WORK TASK: Where does the word "Mutex" show up in the data? Please find each such line and copy it.

◆ ◆ ◆ ◆

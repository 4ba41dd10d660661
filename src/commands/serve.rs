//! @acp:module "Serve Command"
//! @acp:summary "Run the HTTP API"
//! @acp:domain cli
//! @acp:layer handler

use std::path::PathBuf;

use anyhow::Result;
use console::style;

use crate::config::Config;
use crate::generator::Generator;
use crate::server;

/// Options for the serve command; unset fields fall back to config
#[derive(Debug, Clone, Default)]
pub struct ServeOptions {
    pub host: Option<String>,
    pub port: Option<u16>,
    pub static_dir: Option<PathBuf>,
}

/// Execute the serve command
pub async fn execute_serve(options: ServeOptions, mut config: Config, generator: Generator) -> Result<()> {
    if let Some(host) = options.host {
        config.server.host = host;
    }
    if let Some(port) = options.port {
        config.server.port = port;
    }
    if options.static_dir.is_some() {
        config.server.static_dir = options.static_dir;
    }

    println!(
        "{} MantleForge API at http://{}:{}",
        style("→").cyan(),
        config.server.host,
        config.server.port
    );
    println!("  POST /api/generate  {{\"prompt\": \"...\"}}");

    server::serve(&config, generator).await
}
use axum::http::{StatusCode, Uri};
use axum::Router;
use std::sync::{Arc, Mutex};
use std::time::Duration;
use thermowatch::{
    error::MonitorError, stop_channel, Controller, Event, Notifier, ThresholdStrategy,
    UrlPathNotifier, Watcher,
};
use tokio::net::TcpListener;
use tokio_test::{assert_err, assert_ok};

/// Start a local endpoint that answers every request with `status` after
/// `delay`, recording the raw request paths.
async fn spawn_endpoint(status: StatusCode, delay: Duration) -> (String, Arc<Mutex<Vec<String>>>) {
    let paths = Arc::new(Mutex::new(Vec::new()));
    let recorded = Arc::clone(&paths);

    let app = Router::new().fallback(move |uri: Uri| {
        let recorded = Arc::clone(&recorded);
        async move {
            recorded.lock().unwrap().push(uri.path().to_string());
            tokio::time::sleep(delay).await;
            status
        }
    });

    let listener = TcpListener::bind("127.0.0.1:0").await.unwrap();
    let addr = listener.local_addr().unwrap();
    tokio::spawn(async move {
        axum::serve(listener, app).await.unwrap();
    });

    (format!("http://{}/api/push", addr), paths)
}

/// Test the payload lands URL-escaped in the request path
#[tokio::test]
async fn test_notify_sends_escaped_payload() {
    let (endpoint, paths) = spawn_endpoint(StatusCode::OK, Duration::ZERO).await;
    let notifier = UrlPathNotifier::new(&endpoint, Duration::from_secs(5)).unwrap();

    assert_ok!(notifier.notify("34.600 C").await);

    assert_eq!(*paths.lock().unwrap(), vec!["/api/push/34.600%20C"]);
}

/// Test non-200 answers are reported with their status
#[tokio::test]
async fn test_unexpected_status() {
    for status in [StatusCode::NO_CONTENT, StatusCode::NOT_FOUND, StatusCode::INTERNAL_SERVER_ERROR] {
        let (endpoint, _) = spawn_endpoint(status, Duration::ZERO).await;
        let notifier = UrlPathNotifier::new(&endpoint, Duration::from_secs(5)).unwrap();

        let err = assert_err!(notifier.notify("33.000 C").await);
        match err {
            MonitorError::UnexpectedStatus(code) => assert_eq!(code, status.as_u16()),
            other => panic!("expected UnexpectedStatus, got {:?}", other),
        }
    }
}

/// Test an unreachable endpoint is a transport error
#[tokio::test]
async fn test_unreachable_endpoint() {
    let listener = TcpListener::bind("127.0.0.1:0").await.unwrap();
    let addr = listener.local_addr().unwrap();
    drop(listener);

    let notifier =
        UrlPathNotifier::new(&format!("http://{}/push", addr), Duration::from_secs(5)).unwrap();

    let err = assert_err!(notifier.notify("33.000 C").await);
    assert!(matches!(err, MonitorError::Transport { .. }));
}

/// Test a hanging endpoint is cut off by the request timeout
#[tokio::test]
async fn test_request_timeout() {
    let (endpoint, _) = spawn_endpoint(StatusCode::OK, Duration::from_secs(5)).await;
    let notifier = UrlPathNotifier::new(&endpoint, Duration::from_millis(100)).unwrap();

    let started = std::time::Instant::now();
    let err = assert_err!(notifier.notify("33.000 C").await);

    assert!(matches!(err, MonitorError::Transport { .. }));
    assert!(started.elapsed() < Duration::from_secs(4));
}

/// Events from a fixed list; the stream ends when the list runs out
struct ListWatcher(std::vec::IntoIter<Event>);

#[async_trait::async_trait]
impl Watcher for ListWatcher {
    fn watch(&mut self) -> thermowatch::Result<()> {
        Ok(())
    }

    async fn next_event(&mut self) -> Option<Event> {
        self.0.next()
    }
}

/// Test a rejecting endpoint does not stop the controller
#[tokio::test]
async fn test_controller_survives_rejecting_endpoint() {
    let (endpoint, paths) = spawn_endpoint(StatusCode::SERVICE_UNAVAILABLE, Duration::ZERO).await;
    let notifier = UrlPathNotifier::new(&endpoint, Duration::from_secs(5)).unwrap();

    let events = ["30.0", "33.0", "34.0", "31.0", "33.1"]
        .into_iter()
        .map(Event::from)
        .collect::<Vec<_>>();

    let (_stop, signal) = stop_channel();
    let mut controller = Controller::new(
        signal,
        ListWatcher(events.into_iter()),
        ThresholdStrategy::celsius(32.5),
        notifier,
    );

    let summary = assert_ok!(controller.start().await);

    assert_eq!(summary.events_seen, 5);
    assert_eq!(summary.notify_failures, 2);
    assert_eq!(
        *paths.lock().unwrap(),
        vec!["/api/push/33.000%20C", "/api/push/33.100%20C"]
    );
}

◆ ◆ ◆ ◆

SOLUTION BELOW:
use std::sync::{Arc, Mutex};
async fn spawn_endpoint(status: StatusCode, delay: Duration) -> (String, Arc<Mutex<Vec<String>>>) {
    let paths = Arc::new(Mutex::new(Vec::new()));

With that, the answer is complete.